> _Task_
Every line that contains "Create" must be located and copied from the data.

> _Material to process_
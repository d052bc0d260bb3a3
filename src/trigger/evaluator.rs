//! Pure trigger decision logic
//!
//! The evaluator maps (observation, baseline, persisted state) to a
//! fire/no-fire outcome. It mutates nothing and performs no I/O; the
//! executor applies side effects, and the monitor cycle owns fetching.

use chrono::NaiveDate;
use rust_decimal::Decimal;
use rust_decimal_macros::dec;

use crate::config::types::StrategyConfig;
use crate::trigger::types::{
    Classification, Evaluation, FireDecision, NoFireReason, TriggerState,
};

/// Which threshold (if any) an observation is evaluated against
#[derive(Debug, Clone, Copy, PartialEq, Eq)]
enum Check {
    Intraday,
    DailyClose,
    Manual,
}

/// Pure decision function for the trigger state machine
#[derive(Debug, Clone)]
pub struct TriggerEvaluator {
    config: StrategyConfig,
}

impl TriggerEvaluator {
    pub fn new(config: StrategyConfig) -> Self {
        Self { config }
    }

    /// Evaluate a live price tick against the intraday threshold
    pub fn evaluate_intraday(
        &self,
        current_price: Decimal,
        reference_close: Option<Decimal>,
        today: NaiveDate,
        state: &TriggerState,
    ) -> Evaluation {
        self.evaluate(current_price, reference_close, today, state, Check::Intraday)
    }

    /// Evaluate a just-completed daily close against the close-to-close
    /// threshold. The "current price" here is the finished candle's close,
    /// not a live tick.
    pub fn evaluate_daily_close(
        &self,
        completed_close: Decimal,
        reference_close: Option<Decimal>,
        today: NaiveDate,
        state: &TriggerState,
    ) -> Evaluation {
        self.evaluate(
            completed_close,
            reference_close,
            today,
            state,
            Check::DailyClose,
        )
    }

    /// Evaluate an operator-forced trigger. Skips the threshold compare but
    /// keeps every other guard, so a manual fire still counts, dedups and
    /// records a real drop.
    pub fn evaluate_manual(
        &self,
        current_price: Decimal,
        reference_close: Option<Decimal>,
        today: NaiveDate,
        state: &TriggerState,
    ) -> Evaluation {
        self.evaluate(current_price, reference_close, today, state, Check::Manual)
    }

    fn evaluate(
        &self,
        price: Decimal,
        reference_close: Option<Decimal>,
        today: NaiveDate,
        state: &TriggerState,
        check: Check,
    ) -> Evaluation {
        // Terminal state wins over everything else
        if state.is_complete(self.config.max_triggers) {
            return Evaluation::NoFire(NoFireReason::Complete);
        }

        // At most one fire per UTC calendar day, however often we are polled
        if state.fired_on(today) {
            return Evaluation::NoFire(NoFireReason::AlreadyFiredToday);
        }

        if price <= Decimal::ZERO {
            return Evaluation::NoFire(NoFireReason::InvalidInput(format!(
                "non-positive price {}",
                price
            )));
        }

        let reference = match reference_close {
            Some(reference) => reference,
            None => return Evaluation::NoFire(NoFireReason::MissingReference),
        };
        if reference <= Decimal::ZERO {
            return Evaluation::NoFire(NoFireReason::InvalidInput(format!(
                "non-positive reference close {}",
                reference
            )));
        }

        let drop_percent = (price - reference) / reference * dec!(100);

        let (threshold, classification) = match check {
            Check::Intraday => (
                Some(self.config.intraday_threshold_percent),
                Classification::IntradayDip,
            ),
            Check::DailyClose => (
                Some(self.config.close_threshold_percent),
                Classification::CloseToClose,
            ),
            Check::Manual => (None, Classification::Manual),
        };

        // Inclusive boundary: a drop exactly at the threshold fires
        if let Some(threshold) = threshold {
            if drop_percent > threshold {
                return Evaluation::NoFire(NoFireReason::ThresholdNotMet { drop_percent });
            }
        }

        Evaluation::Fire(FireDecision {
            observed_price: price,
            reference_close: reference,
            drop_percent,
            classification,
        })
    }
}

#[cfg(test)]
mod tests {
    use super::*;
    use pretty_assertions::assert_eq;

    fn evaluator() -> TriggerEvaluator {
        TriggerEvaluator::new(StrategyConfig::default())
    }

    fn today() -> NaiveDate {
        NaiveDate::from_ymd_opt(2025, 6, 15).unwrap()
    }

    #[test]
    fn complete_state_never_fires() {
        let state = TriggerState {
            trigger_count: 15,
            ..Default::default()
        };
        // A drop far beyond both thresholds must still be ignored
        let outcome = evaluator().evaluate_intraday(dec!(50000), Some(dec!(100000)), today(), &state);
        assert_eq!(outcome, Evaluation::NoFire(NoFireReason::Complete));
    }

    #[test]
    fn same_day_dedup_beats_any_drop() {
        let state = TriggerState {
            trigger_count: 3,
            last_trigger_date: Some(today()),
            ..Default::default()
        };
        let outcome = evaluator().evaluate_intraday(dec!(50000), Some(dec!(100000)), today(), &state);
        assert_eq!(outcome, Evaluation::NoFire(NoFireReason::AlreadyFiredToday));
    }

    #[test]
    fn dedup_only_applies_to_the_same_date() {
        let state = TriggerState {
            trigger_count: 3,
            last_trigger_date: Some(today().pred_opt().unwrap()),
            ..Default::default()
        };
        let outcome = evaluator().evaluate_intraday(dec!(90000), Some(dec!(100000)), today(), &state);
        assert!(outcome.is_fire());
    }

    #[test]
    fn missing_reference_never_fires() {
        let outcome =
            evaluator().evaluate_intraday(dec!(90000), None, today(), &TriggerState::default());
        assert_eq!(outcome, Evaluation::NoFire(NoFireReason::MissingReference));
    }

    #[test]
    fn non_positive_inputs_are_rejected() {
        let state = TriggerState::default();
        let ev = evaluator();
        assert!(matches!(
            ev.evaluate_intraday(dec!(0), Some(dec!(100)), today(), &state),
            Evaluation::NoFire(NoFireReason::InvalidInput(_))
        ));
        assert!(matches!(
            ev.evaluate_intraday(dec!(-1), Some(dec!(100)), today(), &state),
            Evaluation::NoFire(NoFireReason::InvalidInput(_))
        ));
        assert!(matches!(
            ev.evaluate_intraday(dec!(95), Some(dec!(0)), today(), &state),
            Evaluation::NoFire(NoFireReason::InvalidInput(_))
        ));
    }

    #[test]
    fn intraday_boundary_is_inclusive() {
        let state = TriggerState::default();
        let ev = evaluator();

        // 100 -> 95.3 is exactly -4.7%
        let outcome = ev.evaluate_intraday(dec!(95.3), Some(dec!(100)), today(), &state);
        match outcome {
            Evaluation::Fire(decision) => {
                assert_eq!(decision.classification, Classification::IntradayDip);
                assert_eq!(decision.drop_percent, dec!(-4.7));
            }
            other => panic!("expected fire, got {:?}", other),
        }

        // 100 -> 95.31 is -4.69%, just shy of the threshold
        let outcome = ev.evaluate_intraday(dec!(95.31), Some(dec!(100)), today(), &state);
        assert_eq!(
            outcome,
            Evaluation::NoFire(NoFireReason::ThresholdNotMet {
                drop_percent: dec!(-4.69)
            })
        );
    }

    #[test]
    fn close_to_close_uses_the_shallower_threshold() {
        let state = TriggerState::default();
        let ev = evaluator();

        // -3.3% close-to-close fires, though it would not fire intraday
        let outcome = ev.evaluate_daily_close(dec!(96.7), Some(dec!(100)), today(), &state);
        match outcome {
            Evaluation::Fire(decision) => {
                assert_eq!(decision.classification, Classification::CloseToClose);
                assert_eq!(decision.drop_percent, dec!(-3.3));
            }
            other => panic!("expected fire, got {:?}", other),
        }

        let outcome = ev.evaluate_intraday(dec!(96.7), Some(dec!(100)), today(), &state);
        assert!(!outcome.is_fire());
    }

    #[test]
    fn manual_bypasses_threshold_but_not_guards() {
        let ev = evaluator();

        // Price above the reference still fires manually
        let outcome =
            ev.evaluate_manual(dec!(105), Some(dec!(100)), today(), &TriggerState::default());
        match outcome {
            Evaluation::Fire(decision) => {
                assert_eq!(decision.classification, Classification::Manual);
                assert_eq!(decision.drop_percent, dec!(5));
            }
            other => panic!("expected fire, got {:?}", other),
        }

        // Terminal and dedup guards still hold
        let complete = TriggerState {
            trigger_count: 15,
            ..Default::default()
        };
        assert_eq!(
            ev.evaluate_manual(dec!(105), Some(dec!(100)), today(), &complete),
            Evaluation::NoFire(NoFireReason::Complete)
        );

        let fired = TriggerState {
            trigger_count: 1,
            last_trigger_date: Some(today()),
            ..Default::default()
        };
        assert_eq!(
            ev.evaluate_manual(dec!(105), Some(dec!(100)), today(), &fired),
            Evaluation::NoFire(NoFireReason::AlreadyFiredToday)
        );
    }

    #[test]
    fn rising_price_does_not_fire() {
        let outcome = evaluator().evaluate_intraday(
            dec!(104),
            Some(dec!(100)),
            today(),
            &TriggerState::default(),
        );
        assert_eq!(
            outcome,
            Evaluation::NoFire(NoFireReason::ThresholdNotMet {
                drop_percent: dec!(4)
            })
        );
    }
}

* * *

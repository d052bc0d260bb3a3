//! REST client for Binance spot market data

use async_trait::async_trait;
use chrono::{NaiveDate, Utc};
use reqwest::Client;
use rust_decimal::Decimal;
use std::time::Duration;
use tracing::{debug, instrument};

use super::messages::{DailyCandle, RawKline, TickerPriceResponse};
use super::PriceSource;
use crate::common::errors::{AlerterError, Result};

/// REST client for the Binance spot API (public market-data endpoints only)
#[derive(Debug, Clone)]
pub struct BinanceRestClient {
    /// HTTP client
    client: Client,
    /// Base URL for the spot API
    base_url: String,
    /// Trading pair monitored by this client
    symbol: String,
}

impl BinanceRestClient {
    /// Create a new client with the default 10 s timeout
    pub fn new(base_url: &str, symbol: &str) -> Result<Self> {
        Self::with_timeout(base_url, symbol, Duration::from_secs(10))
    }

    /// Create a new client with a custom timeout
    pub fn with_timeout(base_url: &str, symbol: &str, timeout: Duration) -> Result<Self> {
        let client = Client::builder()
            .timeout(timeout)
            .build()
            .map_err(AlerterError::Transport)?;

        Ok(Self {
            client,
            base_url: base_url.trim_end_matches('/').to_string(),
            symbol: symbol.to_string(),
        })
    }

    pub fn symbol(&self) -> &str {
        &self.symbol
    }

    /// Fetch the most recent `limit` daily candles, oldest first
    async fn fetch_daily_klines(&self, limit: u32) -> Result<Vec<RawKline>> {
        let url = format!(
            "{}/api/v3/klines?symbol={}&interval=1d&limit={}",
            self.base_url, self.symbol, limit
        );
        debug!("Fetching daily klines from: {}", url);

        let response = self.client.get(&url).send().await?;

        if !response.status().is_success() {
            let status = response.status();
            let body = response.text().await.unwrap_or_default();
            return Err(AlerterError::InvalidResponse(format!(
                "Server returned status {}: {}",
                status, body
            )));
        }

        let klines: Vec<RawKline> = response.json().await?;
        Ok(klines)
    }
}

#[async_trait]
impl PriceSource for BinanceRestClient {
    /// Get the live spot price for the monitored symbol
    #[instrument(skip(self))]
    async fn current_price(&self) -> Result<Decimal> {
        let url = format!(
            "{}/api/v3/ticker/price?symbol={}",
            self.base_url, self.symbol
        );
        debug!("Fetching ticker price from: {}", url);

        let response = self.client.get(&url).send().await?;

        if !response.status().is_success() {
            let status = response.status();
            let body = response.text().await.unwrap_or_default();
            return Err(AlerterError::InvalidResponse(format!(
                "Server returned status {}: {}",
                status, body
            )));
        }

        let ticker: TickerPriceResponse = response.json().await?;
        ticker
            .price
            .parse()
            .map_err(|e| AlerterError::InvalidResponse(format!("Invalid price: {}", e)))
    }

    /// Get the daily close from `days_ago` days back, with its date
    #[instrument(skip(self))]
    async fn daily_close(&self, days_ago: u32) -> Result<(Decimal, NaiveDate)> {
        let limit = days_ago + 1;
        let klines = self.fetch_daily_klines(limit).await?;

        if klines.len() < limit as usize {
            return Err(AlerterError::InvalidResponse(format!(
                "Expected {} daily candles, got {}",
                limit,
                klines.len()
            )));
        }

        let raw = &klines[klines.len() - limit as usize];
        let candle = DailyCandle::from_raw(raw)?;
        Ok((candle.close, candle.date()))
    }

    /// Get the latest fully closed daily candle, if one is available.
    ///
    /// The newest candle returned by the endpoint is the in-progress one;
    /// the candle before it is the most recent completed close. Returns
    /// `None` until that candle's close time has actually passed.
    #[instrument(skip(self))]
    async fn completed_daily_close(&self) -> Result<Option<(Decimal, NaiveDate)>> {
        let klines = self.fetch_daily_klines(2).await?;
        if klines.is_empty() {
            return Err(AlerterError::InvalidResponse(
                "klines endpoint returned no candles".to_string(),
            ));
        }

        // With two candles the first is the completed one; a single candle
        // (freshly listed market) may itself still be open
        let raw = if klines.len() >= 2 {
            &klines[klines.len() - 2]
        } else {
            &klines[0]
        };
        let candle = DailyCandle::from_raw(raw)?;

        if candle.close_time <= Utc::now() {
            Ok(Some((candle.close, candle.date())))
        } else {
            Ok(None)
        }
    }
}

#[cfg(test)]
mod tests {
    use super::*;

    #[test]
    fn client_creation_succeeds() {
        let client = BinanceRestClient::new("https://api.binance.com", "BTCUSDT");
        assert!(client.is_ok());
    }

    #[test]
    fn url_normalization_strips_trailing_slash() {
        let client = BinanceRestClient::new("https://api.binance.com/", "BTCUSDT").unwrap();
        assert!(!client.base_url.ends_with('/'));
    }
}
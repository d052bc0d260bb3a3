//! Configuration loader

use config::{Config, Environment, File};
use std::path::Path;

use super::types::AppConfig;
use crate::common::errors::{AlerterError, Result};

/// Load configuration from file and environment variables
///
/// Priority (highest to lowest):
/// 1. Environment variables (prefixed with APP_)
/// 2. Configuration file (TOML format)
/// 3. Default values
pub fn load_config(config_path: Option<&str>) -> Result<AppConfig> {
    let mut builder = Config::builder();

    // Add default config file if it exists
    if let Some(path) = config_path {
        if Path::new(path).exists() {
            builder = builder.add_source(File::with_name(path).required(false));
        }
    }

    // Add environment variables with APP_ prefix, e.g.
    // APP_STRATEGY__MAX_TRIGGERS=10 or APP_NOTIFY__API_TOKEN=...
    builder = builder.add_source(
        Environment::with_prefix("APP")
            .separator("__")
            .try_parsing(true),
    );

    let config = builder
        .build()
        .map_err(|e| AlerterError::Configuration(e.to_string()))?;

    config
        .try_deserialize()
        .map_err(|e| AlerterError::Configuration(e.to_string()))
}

> _Exercise response_
    /// Create a new client with the default 10 s timeout
    /// Create a new client with a custom timeout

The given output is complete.